§ **What you are asked to do**:
Will you quote all of the entries, word for word?

[Records from a dataset]
▼▼▼
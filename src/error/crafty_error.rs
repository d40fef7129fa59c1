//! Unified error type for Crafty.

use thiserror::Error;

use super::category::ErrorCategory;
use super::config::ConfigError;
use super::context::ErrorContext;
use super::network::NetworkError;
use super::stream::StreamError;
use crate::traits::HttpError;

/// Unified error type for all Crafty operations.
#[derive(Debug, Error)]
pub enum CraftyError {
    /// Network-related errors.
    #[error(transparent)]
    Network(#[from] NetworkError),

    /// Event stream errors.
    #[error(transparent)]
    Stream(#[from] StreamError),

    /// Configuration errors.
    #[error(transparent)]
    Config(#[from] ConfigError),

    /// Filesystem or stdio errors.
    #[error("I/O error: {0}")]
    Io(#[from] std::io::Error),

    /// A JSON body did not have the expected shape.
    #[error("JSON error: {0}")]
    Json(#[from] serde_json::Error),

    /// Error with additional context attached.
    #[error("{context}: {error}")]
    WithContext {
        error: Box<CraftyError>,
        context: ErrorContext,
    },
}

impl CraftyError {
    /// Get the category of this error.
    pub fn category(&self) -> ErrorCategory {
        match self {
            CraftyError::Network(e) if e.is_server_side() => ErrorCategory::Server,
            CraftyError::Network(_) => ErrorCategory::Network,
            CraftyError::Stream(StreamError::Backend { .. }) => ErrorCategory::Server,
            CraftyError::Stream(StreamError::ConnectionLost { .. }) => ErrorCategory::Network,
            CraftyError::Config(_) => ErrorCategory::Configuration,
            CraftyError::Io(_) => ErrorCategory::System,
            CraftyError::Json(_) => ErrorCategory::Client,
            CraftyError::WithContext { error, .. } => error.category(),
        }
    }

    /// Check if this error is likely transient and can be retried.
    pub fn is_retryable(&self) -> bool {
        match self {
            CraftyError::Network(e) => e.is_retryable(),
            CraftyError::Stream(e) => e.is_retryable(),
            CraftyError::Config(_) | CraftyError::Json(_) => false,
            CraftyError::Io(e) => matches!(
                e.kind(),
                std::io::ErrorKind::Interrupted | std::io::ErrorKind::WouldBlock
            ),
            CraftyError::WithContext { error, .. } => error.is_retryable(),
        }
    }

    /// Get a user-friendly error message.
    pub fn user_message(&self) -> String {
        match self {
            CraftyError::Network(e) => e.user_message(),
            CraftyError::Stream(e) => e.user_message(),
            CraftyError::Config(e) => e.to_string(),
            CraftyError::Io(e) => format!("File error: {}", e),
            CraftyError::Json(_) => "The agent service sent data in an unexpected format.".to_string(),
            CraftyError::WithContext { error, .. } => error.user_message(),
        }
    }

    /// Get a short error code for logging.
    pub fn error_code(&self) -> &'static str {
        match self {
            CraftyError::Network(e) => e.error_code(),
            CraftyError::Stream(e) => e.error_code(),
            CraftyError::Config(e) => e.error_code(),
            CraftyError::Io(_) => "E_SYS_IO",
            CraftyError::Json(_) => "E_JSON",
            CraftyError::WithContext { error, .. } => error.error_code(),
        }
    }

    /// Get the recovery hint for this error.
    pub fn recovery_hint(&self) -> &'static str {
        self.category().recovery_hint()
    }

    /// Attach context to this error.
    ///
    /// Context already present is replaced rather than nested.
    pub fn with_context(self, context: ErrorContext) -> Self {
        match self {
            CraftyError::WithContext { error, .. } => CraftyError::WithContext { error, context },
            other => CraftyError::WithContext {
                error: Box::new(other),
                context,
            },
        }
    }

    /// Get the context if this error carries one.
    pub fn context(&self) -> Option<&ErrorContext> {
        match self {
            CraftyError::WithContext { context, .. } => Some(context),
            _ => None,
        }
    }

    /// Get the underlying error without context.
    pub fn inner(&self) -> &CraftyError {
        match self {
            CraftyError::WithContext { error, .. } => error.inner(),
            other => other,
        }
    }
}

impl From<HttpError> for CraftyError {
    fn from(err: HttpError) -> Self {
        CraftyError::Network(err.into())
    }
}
▲▲▲
§ **Finished task**:
filename src/error/crafty_error.rs
repository d40fef7129fa59c1
//! Unified error type for Crafty.

use thiserror::Error;

use super::category::ErrorCategory;
use super::config::ConfigError;
use super::context::ErrorContext;
use super::network::NetworkError;
use super::stream::StreamError;
use crate::traits::HttpError;

/// Unified error type for all Crafty operations.
#[derive(Debug, Error)]
pub enum CraftyError {
    /// Network-related errors.
    #[error(transparent)]
    Network(#[from] NetworkError),

    /// Event stream errors.
    #[error(transparent)]
    Stream(#[from] StreamError),

    /// Configuration errors.
    #[error(transparent)]
    Config(#[from] ConfigError),

    /// Filesystem or stdio errors.
    #[error("I/O error: {0}")]
    Io(#[from] std::io::Error),

    /// A JSON body did not have the expected shape.
    #[error("JSON error: {0}")]
    Json(#[from] serde_json::Error),

    /// Error with additional context attached.
    #[error("{context}: {error}")]
    WithContext {
        error: Box<CraftyError>,
        context: ErrorContext,
    },
}

impl CraftyError {
    /// Get the category of this error.
    pub fn category(&self) -> ErrorCategory {
        match self {
            CraftyError::Network(e) if e.is_server_side() => ErrorCategory::Server,
            CraftyError::Network(_) => ErrorCategory::Network,
            CraftyError::Stream(StreamError::Backend { .. }) => ErrorCategory::Server,
            CraftyError::Stream(StreamError::ConnectionLost { .. }) => ErrorCategory::Network,
            CraftyError::Config(_) => ErrorCategory::Configuration,
            CraftyError::Io(_) => ErrorCategory::System,
            CraftyError::Json(_) => ErrorCategory::Client,
            CraftyError::WithContext { error, .. } => error.category(),
        }
    }

    /// Check if this error is likely transient and can be retried.
    pub fn is_retryable(&self) -> bool {
        match self {
            CraftyError::Network(e) => e.is_retryable(),
            CraftyError::Stream(e) => e.is_retryable(),
            CraftyError::Config(_) | CraftyError::Json(_) => false,
            CraftyError::Io(e) => matches!(
                e.kind(),
                std::io::ErrorKind::Interrupted | std::io::ErrorKind::WouldBlock
            ),
            CraftyError::WithContext { error, .. } => error.is_retryable(),
        }
    }

    /// Get a user-friendly error message.
    pub fn user_message(&self) -> String {
        match self {
            CraftyError::Network(e) => e.user_message(),
            CraftyError::Stream(e) => e.user_message(),
            CraftyError::Config(e) => e.to_string(),
            CraftyError::Io(e) => format!("File error: {}", e),
            CraftyError::Json(_) => "The agent service sent data in an unexpected format.".to_string(),
            CraftyError::WithContext { error, .. } => error.user_message(),
        }
    }

    /// Get a short error code for logging.
    pub fn error_code(&self) -> &'static str {
        match self {
            CraftyError::Network(e) => e.error_code(),
            CraftyError::Stream(e) => e.error_code(),
            CraftyError::Config(e) => e.error_code(),
            CraftyError::Io(_) => "E_SYS_IO",
            CraftyError::Json(_) => "E_JSON",
            CraftyError::WithContext { error, .. } => error.error_code(),
        }
    }

    /// Get the recovery hint for this error.
    pub fn recovery_hint(&self) -> &'static str {
        self.category().recovery_hint()
    }

    /// Attach context to this error.
    ///
    /// Context already present is replaced rather than nested.
    pub fn with_context(self, context: ErrorContext) -> Self {
        match self {
            CraftyError::WithContext { error, .. } => CraftyError::WithContext { error, context },
            other => CraftyError::WithContext {
                error: Box::new(other),
                context,
            },
        }
    }

    /// Get the context if this error carries one.
    pub fn context(&self) -> Option<&ErrorContext> {
        match self {
            CraftyError::WithContext { context, .. } => Some(context),
            _ => None,
        }
    }

    /// Get the underlying error without context.
    pub fn inner(&self) -> &CraftyError {
        match self {
            CraftyError::WithContext { error, .. } => error.inner(),
            other => other,
        }
    }
}

impl From<HttpError> for CraftyError {
    fn from(err: HttpError) -> Self {
        CraftyError::Network(err.into())
    }
}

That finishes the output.